Sunday, April 24, 2011

Well I went to a movie today, did laundry and finished two books that I'd been meaning to get to.

The first was A Different Mirror by Ronald Takaki

****** Interruption*********

Well some people got mugged outside my house, so I had to stop writing and call the police and offer them a spot to rest for a bit. They are still here but I feel weird watching them wait for their parents. Makes me realize how vulnerable you are when you don't have a phone or keys or a wallet.
******End of interruption****

Anyway back to something far less interesting...
so I finished that book, which I had been reading on and off for about a year.
I found it to be a wonderful read, great insights and depth into a range of topics in US history that I often only have a shallow understanding of.

So then I still had like 30 minutes left on my 6 load of laundry, so I started reading the Hidden Teachings of Jesus, which I had stopped for a bit because I got a little turned off from it. It started great, got a little weird for me, and ended sort of in-between. It is a very challenging read to any mainstream Christian, but at times an even more challenging read to westerners/atheists etc.

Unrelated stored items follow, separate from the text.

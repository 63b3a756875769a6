pub mod editor;
pub mod favicon;
pub mod health;
pub mod links;
pub mod pages;
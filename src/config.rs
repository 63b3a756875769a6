use std::env;

use tracing::warn;

use crate::services::FaviconStrategy;

pub const DEFAULT_DATABASE_URL: &str = "startpage.sqlite3";
pub const DEFAULT_FAVICON_SIZE: u32 = 64;

#[derive(Debug, Clone)]
pub struct Config {
    pub database_url: String,
    pub server_port: u16,
    pub favicon_strategy: FaviconStrategy,
}

impl Config {
    pub fn from_env() -> Self {
        Self::from_lookup(|key| env::var(key).ok())
    }

    fn from_lookup(var: impl Fn(&str) -> Option<String>) -> Self {
        let server_port = var("SERVER_PORT")
            .and_then(|p| p.parse().ok())
            .unwrap_or(3000);

        let favicon_size = var("FAVICON_SIZE")
            .and_then(|s| s.parse().ok())
            .unwrap_or(DEFAULT_FAVICON_SIZE);
        let favicon_strategy = match var("FAVICON_STRATEGY") {
            Some(name) => name.parse::<FaviconStrategy>().unwrap_or_else(|e| {
                warn!("{}, using the origin favicon", e);
                FaviconStrategy::default()
            }),
            None => FaviconStrategy::default(),
        };
        let favicon_strategy = match favicon_strategy {
            FaviconStrategy::Google { .. } => FaviconStrategy::Google { size: favicon_size },
            other => other,
        };

        Self {
            database_url: var("DATABASE_URL").unwrap_or_else(|| DEFAULT_DATABASE_URL.to_string()),
            server_port,
            favicon_strategy,
        }
    }

    /// In-memory configuration for tests and throwaway instances.
    pub fn in_memory() -> Self {
        Self {
            database_url: ":memory:".to_string(),
            server_port: 0,
            favicon_strategy: FaviconStrategy::default(),
        }
    }
}

#[cfg(test)]
mod tests {
    use super::*;
    use std::collections::HashMap;

    fn config_from(pairs: &[(&str, &str)]) -> Config {
        let vars: HashMap<String, String> = pairs
            .iter()
            .map(|(k, v)| (k.to_string(), v.to_string()))
            .collect();
        Config::from_lookup(|key| vars.get(key).cloned())
    }

    #[test]
    fn test_defaults() {
        let config = config_from(&[]);
        assert_eq!(config.database_url, DEFAULT_DATABASE_URL);
        assert_eq!(config.server_port, 3000);
        assert_eq!(config.favicon_strategy, FaviconStrategy::Origin);
    }

    #[test]
    fn test_reads_values() {
        let config = config_from(&[
            ("DATABASE_URL", ":memory:"),
            ("SERVER_PORT", "8080"),
            ("FAVICON_STRATEGY", "google"),
            ("FAVICON_SIZE", "32"),
        ]);
        assert_eq!(config.database_url, ":memory:");
        assert_eq!(config.server_port, 8080);
        assert_eq!(config.favicon_strategy, FaviconStrategy::Google { size: 32 });
    }

    #[test]
    fn test_unparsable_values_fall_back() {
        let config = config_from(&[
            ("SERVER_PORT", "not-a-port"),
            ("FAVICON_STRATEGY", "bing"),
            ("FAVICON_SIZE", "huge"),
        ]);
        assert_eq!(config.server_port, 3000);
        assert_eq!(config.favicon_strategy, FaviconStrategy::Origin);

        let config = config_from(&[("FAVICON_STRATEGY", "google"), ("FAVICON_SIZE", "huge")]);
        assert_eq!(
            config.favicon_strategy,
            FaviconStrategy::Google {
                size: DEFAULT_FAVICON_SIZE
            }
        );
    }

    #[test]
    fn test_size_ignored_for_other_strategies() {
        let config = config_from(&[("FAVICON_STRATEGY", "ddg"), ("FAVICON_SIZE", "128")]);
        assert_eq!(config.favicon_strategy, FaviconStrategy::DuckDuckGo);
    }
}
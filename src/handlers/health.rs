use axum::{extract::State, Json};
use serde::Serialize;

use crate::version::{GIT_VERSION, PKG_VERSION};
use crate::AppContext;

#[derive(Serialize)]
pub struct HealthResponse {
    status: &'static str,
    version: &'static str,
    git_version: &'static str,
    store_open: bool,
}

pub async fn health_check(State(context): State<AppContext>) -> Json<HealthResponse> {
    Json(HealthResponse {
        status: "ok",
        version: PKG_VERSION,
        git_version: GIT_VERSION,
        store_open: context.store.is_open(),
    })
}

The whole book is about love, mercy, compassion etc... but at different times the author criticizes environmentalists, democracy and socialism, even charity work is sometimes questioned.
The point according to the author is to live into the spirit of Christ, the spirit of the Kingdom of God... which is anti-material world (kind of like Buddhism) and anti human kingdoms.  If we are to be un-judging, selfless, forgiving and of God, we most transcend and give up our human rules, politics, hierarchies and even our modesty.

I guess the hardest parts for me is when the author criticizes all of these ideas that I and most of tend to think are great... but later he sort of clarifies that it isn't that they are bad, just misleading. According to the author, though they bring about good things, they misunderstand the importance, or the direction they should go in.
For instance he says that the world is created with abundance so it is faulty to spend your time trying to save the planet, when what is really needed is to recognize and stop the over-consumption and greed that cause environmental disasters. He believes that these cannot be stopped through better and better technology but must be stopped through spiritual practices such as taking vows of poverty (like monks)... if the culture pushed poverty, rather than over-consumption we would see that all people are fed enough (not some too much and others too little).

In many ways I find these arguments convincing. When Pete asked me what I wanted to do with Spirit of Truth to change the world I said, I want to change the culture to one that loves... I want people to buy into the spirit of love and truth and good, rather than all the other things...
but does buying into this spirit mean giving up on politics and directly changing peoples lives (as the author seems to think is necessary?)

I guess I will get to think about that some more.
One thing I did appreciate is that it really calls out my shallow side.

While reading I started thinking about how shallow I am. Both when it comes to me and when it comes to others. I am very very into looks (even if I don't always show it). The author at one point talks about the trouble with sensory stimuli, emotions, etc... they cause us to judge. I like the way this looks, I don't like the way this looks, this music stirs me, this music doesn't.... he warns us that judging is the role of God and no one else... but I am such a creature of sensation. I love to look at people, and when I feel good everyone looks good, but when I feel bad oh I am the worst judge.

I worry that I have become too desirous of beauty... it is a symptom they say of voyeurs like me, that they become shallow about what they consider beautiful. Have I?   yes  I think...   and it plays into all the doubts about myself as well.

I also thought of the importance of pilgrimage and wondered if maybe I should go on a walkabout. Let my hair become snarled and wear the same clothes day in day out. Keep with me only holy words, and see only holy visions. Maybe one day be a prophet (tempted to rhyme here)...

The other day I started considering not ever having children... which is something that makes me sort of sad... but also I feel like I would never have enough time or energy or patience or money.

Explosions in the Sky is amazing says nova and I agree.

 I saw a picture of Alexis tonight, overwhelmed with the notion, I love her sense of possibility.